La nouvelle est tombée comme un couperet, laissant un goût amer de trahison envers l’éthique judiciaire. Linda Bongo Ondimba, sœur cadette du président déchu Ali Bongo Ondimba, a été suspendue de toute nomination au sein de la magistrature pour cinq ans et rétrogradée au 2e grade des magistrats. Cette sanction sévère découle de son activisme politique flagrant durant la dernière campagne présidentielle en faveur d’Ali Bongo Ondimba, selon Gabon Review.
Le Conseil de discipline du Conseil supérieur de la magistrature, réuni le lundi 22 juillet 2024, a tranché sans appel sur le sort de Linda Bongo Ondimba. La décision rendue publique ce mardi par notre confrère Gabonreview, a révélé une double peine : rétrogradation et interdiction de nomination pendant cinq ans. Ce verdict met en lumière un manquement grave à l’éthique et à la déontologie judiciaire.
Invitée à comparaître devant le Conseil de discipline, Linda Bongo Ondimba, fille du défunt Président Omar Bongo Ondimba et jusqu’ici Directrice des Affaires Sociales et de la Protection de l’enfance au Ministère de la Justice, a été confrontée à des accusations d’activisme politique incompatible avec son rôle de magistrate. Le Conseil de discipline a précisé dans un communiqué : « La magistrate est rétrogradée au 2e grade et privée de toute fonction nominative pour une durée de cinq ans. »

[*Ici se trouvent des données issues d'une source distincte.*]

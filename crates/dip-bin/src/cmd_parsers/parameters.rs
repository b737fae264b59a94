/*
 * Copyright (c) 2023.
 *
 * This software is free software;
 *
 * You can redistribute it or modify it under terms of the MIT, Apache License or Zlib license
 */
//! Degree and image number dependent parameters
//!
//! Commands that take a degree pick the first entry of each pair for
//! degree 1 and the second for degree 2. Enhancement and restoration
//! parameters are chosen per image number.
//!
//! The built-in tables can be replaced by a JSON file, any field left
//! out keeps its default
//! ```json
//! {
//!     "brighten": [10, 30],
//!     "restore": { "3": { "length": 20, "angle": 10, "snr": 40 } }
//! }
//! ```
use std::collections::BTreeMap;
use std::path::Path;

use dip_image::errors::ImageErrors;
use dip_imageprocs::restoration::RestorationParams;
use dip_imageprocs::sharpen::Kernel;
use log::debug;
use serde::{Deserialize, Serialize};

#[derive(Copy, Clone, Debug, PartialEq, Serialize, Deserialize)]
pub struct EnhanceParams {
    pub saturation: f64,
    pub value:      f64,
    pub contrast:   f64
}

#[derive(Copy, Clone, Debug, PartialEq, Serialize, Deserialize)]
pub struct RestoreParams {
    pub length: f64,
    pub angle:  f64,
    pub snr:    f64
}

impl From<RestoreParams> for RestorationParams {
    fn from(value: RestoreParams) -> Self {
        RestorationParams::new(value.length, value.angle, value.snr)
    }
}

#[derive(Clone, Debug, PartialEq, Serialize, Deserialize)]
#[serde(default)]
pub struct ParameterTable {
    /// Brightness offsets
    pub brighten: [i16; 2],
    /// Box blur radii
    pub denoise:  [usize; 2],
    /// 3x3 sharpening kernels in row major order
    pub sharpen:  [[i32; 9]; 2],
    pub enhance:  BTreeMap<u32, EnhanceParams>,
    pub restore:  BTreeMap<u32, RestoreParams>
}

impl Default for ParameterTable {
    fn default() -> Self {
        let enhance = [
            (1, (1.3, 1.4, 1.2)),
            (2, (0.7, 1.5, 1.2)),
            (3, (1.4, 1.6, 1.1)),
            (4, (1.4, 0.8, 1.4))
        ]
        .into_iter()
        .map(|(id, (saturation, value, contrast))| {
            let params = EnhanceParams {
                saturation,
                value,
                contrast
            };
            (id, params)
        })
        .collect();

        let restore = [(1, (25.0, 42.0, 30.0)), (2, (30.0, 42.0, 80.0))]
            .into_iter()
            .map(|(id, (length, angle, snr))| (id, RestoreParams { length, angle, snr }))
            .collect();

        ParameterTable {
            brighten: [20, 40],
            denoise:  [3, 5],
            sharpen:  [Kernel::LAPLACIAN, Kernel::STRONG_LAPLACIAN],
            enhance,
            restore
        }
    }
}

const fn degree_index(degree: u8) -> usize {
    if degree >= 2 {
        1
    } else {
        0
    }
}

impl ParameterTable {
    /// Read a table from a JSON file
    ///
    /// # Errors
    /// If the file cannot be read or is not a valid table
    pub fn from_file<P: AsRef<Path>>(path: P) -> Result<ParameterTable, ImageErrors> {
        let contents = std::fs::read_to_string(path.as_ref())?;
        let table = ParameterTable::from_json(&contents)?;

        debug!("Loaded parameters from {:?}", path.as_ref());
        Ok(table)
    }

    /// Parse a table from a JSON string
    ///
    /// # Errors
    /// If the string is not a valid table
    pub fn from_json(contents: &str) -> Result<ParameterTable, ImageErrors> {
        serde_json::from_str(contents)
            .map_err(|err| ImageErrors::GenericString(format!("Invalid parameter file: {err}")))
    }

    pub const fn brighten_delta(&self, degree: u8) -> i16 {
        self.brighten[degree_index(degree)]
    }

    pub const fn denoise_radius(&self, degree: u8) -> usize {
        self.denoise[degree_index(degree)]
    }

    pub fn sharpen_kernel(&self, degree: u8) -> Kernel {
        Kernel::from_3x3(self.sharpen[degree_index(degree)])
    }

    pub fn enhance_params(&self, id: u32) -> Option<EnhanceParams> {
        self.enhance.get(&id).copied()
    }

    /// Restoration parameters of an image
    ///
    /// Any value given in `overrides` replaces the table entry. For an image
    /// without an entry all three overrides must be present.
    ///
    /// # Errors
    /// If the image has no entry and an override is missing
    pub fn restore_params(
        &self, id: u32, length: Option<f64>, angle: Option<f64>, snr: Option<f64>
    ) -> Result<RestoreParams, ImageErrors> {
        if let (Some(length), Some(angle), Some(snr)) = (length, angle, snr) {
            return Ok(RestoreParams { length, angle, snr });
        }
        let Some(params) = self.restore.get(&id) else {
            return Err(ImageErrors::GenericString(format!(
                "No restoration parameters for image {id}, pass --length, --angle and --snr"
            )));
        };
        Ok(RestoreParams {
            length: length.unwrap_or(params.length),
            angle:  angle.unwrap_or(params.angle),
            snr:    snr.unwrap_or(params.snr)
        })
    }
}

#[cfg(test)]
mod tests {
    use crate::cmd_parsers::parameters::{EnhanceParams, ParameterTable};

    #[test]
    fn defaults_follow_degree() {
        let table = ParameterTable::default();

        assert_eq!(table.brighten_delta(1), 20);
        assert_eq!(table.brighten_delta(2), 40);
        assert_eq!(table.denoise_radius(1), 3);
        assert_eq!(table.denoise_radius(2), 5);
        assert_eq!(table.sharpen_kernel(1).weights()[4], 5);
        assert_eq!(table.sharpen_kernel(2).weights()[4], 9);
    }

    #[test]
    fn enhance_params_per_image() {
        let table = ParameterTable::default();
        assert_eq!(table.enhance_params(9), None);
        assert_eq!(
            table.enhance_params(2),
            Some(EnhanceParams {
                saturation: 0.7,
                value:      1.5,
                contrast:   1.2
            })
        );
    }

    #[test]
    fn restore_needs_all_overrides_for_unknown_ids() {
        let table = ParameterTable::default();

        assert!(table.restore_params(3, Some(10.0), Some(0.0), None).is_err());
        let params = table
            .restore_params(3, Some(10.0), Some(0.0), Some(5.0))
            .unwrap();
        assert_eq!(params.length, 10.0);

        let params = table.restore_params(2, None, Some(10.0), None).unwrap();
        assert_eq!((params.length, params.angle, params.snr), (30.0, 10.0, 80.0));
    }

    #[test]
    fn partial_json_keeps_defaults() {
        let json = r#"{ "brighten": [10, 30], "restore": { "3": { "length": 20, "angle": 10, "snr": 40 } } }"#;
        let table = ParameterTable::from_json(json).unwrap();

        assert_eq!(table.brighten_delta(2), 30);
        assert_eq!(table.denoise_radius(2), 5);
        assert_eq!(table.restore.len(), 1);
        assert_eq!(table.restore[&3].snr, 40.0);

        assert!(ParameterTable::from_json("{ \"brighten\": 3 }").is_err());
    }
}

Le soutien ostensible de Linda Bongo Ondimba à la candidature de son frère Ali Bongo Ondimba, lors de la dernière campagne présidentielle, a été jugé comme un affront aux dispositions légales régissant la séparation des pouvoirs. Cette affaire soulève des questions cruciales sur le respect de l’éthique judiciaire et la nécessité d’une stricte séparation entre l’exécutif et le judiciaire dans une République.
La sanction imposée à Linda Bongo Ondimba n’est pas seulement une mesure disciplinaire, mais un rappel cinglant des principes fondamentaux de l’éthique judiciaire. En se mêlant de politique, elle a franchi une ligne rouge, compromettant ainsi la crédibilité et l’intégrité de la magistrature. Cette décision du Conseil de discipline résonne comme un avertissement pour tous ceux qui pourraient être tentés de suivre une voie similaire, au mépris des règles qui garantissent l’impartialité et l’indépendance du pouvoir judiciaire.
Ce cas illustre la rigueur nécessaire pour maintenir la confiance du public dans le système judiciaire. En sanctionnant Linda Bongo Ondimba, le Conseil supérieur de la magistrature réaffirme l’importance d’une magistrature intègre, libre de toute influence politique. Cette affaire restera gravée comme un rappel des dangers du mélange des genres entre justice et politique, et de la nécessité de préserver la pureté de l’éthique judiciaire.